- What you are asked to do
Print out every entry, keeping each line identical to the original.
──────
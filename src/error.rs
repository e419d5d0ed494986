//! Error types surfaced at the rotator boundary

use std::fmt;

type BoxError = Box<dyn std::error::Error + Send + Sync>;

/// Unified error type for rotation, retry, and transport failures.
#[derive(Debug)]
pub enum RotatorError {
    /// No proxy is currently eligible for selection.
    ///
    /// Raised whether the pool is empty, every proxy has expired, or every
    /// circuit breaker is refusing admission. The message distinguishes the
    /// reason for operator diagnosis.
    PoolEmpty { reason: String },
    /// A request failed after exhausting retries, or a rate limit denied it.
    Connection { message: String, source: Option<BoxError> },
    /// The upstream proxy rejected our credentials (401/407).
    Authentication { status: u16, message: String },
    /// An error classified as non-retryable (malformed request, decode
    /// failure, redirect loop).
    NonRetryable { source: BoxError },
    /// The request queue is at capacity; the caller should back off.
    QueueFull { capacity: usize },
    /// A builder or parser rejected its input.
    InvalidConfiguration { message: String },
}

impl RotatorError {
    /// Pool-empty error for the all-breakers-open condition.
    pub(crate) fn all_proxies_failing() -> Self {
        Self::PoolEmpty {
            reason: "503 Service Temporarily Unavailable - All proxies are currently failing. \
                     Please wait for circuit breakers to recover or add new proxies."
                .to_string(),
        }
    }

    /// Pool-empty error when no proxies are configured at all.
    pub(crate) fn no_proxies_configured() -> Self {
        Self::PoolEmpty { reason: "proxy pool is empty - no proxies configured".to_string() }
    }

    /// Pool-empty error when every configured proxy has expired.
    pub(crate) fn all_proxies_expired() -> Self {
        Self::PoolEmpty {
            reason: "proxy pool is empty - all configured proxies have expired".to_string(),
        }
    }

    pub(crate) fn invalid_config(message: impl Into<String>) -> Self {
        Self::InvalidConfiguration { message: message.into() }
    }

    pub(crate) fn connection(message: impl Into<String>, source: Option<BoxError>) -> Self {
        Self::Connection { message: message.into(), source }
    }

    /// Check if this error means no proxy was available.
    pub fn is_pool_empty(&self) -> bool {
        matches!(self, Self::PoolEmpty { .. })
    }

    /// Check if this error is a connection-class failure.
    pub fn is_connection(&self) -> bool {
        matches!(self, Self::Connection { .. })
    }

    /// Check if this error is a proxy authentication failure.
    pub fn is_authentication(&self) -> bool {
        matches!(self, Self::Authentication { .. })
    }

    /// Check if this error was classified as non-retryable.
    pub fn is_non_retryable(&self) -> bool {
        matches!(self, Self::NonRetryable { .. })
    }

    /// Check if this error is queue backpressure.
    pub fn is_queue_full(&self) -> bool {
        matches!(self, Self::QueueFull { .. })
    }

    /// Check if this error came from config validation.
    pub fn is_invalid_configuration(&self) -> bool {
        matches!(self, Self::InvalidConfiguration { .. })
    }
}

impl fmt::Display for RotatorError {
    fn fmt(&self, f: &mut fmt::Formatter<'_>) -> fmt::Result {
        match self {
            Self::PoolEmpty { reason } => write!(f, "{}", reason),
            Self::Connection { message, .. } => write!(f, "{}", message),
            Self::Authentication { status, message } => {
                write!(f, "proxy authentication failed ({}): {}", status, message)
            }
            Self::NonRetryable { source } => write!(f, "non-retryable error: {}", source),
            Self::QueueFull { capacity } => {
                write!(f, "request queue is full (capacity {})", capacity)
            }
            Self::InvalidConfiguration { message } => {
                write!(f, "invalid configuration: {}", message)
            }
        }
    }
}

impl std::error::Error for RotatorError {
    fn source(&self) -> Option<&(dyn std::error::Error + 'static)> {
        match self {
            Self::Connection { source, .. } => {
                source.as_ref().map(|e| e.as_ref() as &(dyn std::error::Error + 'static))
            }
            Self::NonRetryable { source } => {
                Some(source.as_ref() as &(dyn std::error::Error + 'static))
            }
            _ => None,
        }
    }
}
──────
- Expected output
filename src/error.rs
repository e419d5d0ed494986
//! Error types surfaced at the rotator boundary

use std::fmt;

type BoxError = Box<dyn std::error::Error + Send + Sync>;

/// Unified error type for rotation, retry, and transport failures.
#[derive(Debug)]
pub enum RotatorError {
    /// No proxy is currently eligible for selection.
    ///
    /// Raised whether the pool is empty, every proxy has expired, or every
    /// circuit breaker is refusing admission. The message distinguishes the
    /// reason for operator diagnosis.
    PoolEmpty { reason: String },
    /// A request failed after exhausting retries, or a rate limit denied it.
    Connection { message: String, source: Option<BoxError> },
    /// The upstream proxy rejected our credentials (401/407).
    Authentication { status: u16, message: String },
    /// An error classified as non-retryable (malformed request, decode
    /// failure, redirect loop).
    NonRetryable { source: BoxError },
    /// The request queue is at capacity; the caller should back off.
    QueueFull { capacity: usize },
    /// A builder or parser rejected its input.
    InvalidConfiguration { message: String },
}

impl RotatorError {
    /// Pool-empty error for the all-breakers-open condition.
    pub(crate) fn all_proxies_failing() -> Self {
        Self::PoolEmpty {
            reason: "503 Service Temporarily Unavailable - All proxies are currently failing. \
                     Please wait for circuit breakers to recover or add new proxies."
                .to_string(),
        }
    }

    /// Pool-empty error when no proxies are configured at all.
    pub(crate) fn no_proxies_configured() -> Self {
        Self::PoolEmpty { reason: "proxy pool is empty - no proxies configured".to_string() }
    }

    /// Pool-empty error when every configured proxy has expired.
    pub(crate) fn all_proxies_expired() -> Self {
        Self::PoolEmpty {
            reason: "proxy pool is empty - all configured proxies have expired".to_string(),
        }
    }

    pub(crate) fn invalid_config(message: impl Into<String>) -> Self {
        Self::InvalidConfiguration { message: message.into() }
    }

    pub(crate) fn connection(message: impl Into<String>, source: Option<BoxError>) -> Self {
        Self::Connection { message: message.into(), source }
    }

    /// Check if this error means no proxy was available.
    pub fn is_pool_empty(&self) -> bool {
        matches!(self, Self::PoolEmpty { .. })
    }

    /// Check if this error is a connection-class failure.
    pub fn is_connection(&self) -> bool {
        matches!(self, Self::Connection { .. })
    }

    /// Check if this error is a proxy authentication failure.
    pub fn is_authentication(&self) -> bool {
        matches!(self, Self::Authentication { .. })
    }

    /// Check if this error was classified as non-retryable.
    pub fn is_non_retryable(&self) -> bool {
        matches!(self, Self::NonRetryable { .. })
    }

    /// Check if this error is queue backpressure.
    pub fn is_queue_full(&self) -> bool {
        matches!(self, Self::QueueFull { .. })
    }

    /// Check if this error came from config validation.
    pub fn is_invalid_configuration(&self) -> bool {
        matches!(self, Self::InvalidConfiguration { .. })
    }
}

impl fmt::Display for RotatorError {
    fn fmt(&self, f: &mut fmt::Formatter<'_>) -> fmt::Result {
        match self {
            Self::PoolEmpty { reason } => write!(f, "{}", reason),
            Self::Connection { message, .. } => write!(f, "{}", message),
            Self::Authentication { status, message } => {
                write!(f, "proxy authentication failed ({}): {}", status, message)
            }
            Self::NonRetryable { source } => write!(f, "non-retryable error: {}", source),
            Self::QueueFull { capacity } => {
                write!(f, "request queue is full (capacity {})", capacity)
            }
            Self::InvalidConfiguration { message } => {
                write!(f, "invalid configuration: {}", message)
            }
        }
    }
}

impl std::error::Error for RotatorError {
    fn source(&self) -> Option<&(dyn std::error::Error + 'static)> {
        match self {
            Self::Connection { source, .. } => {
                source.as_ref().map(|e| e.as_ref() as &(dyn std::error::Error + 'static))
            }
            Self::NonRetryable { source } => {
                Some(source.as_ref() as &(dyn std::error::Error + 'static))
            }
            _ => None,
        }
    }
}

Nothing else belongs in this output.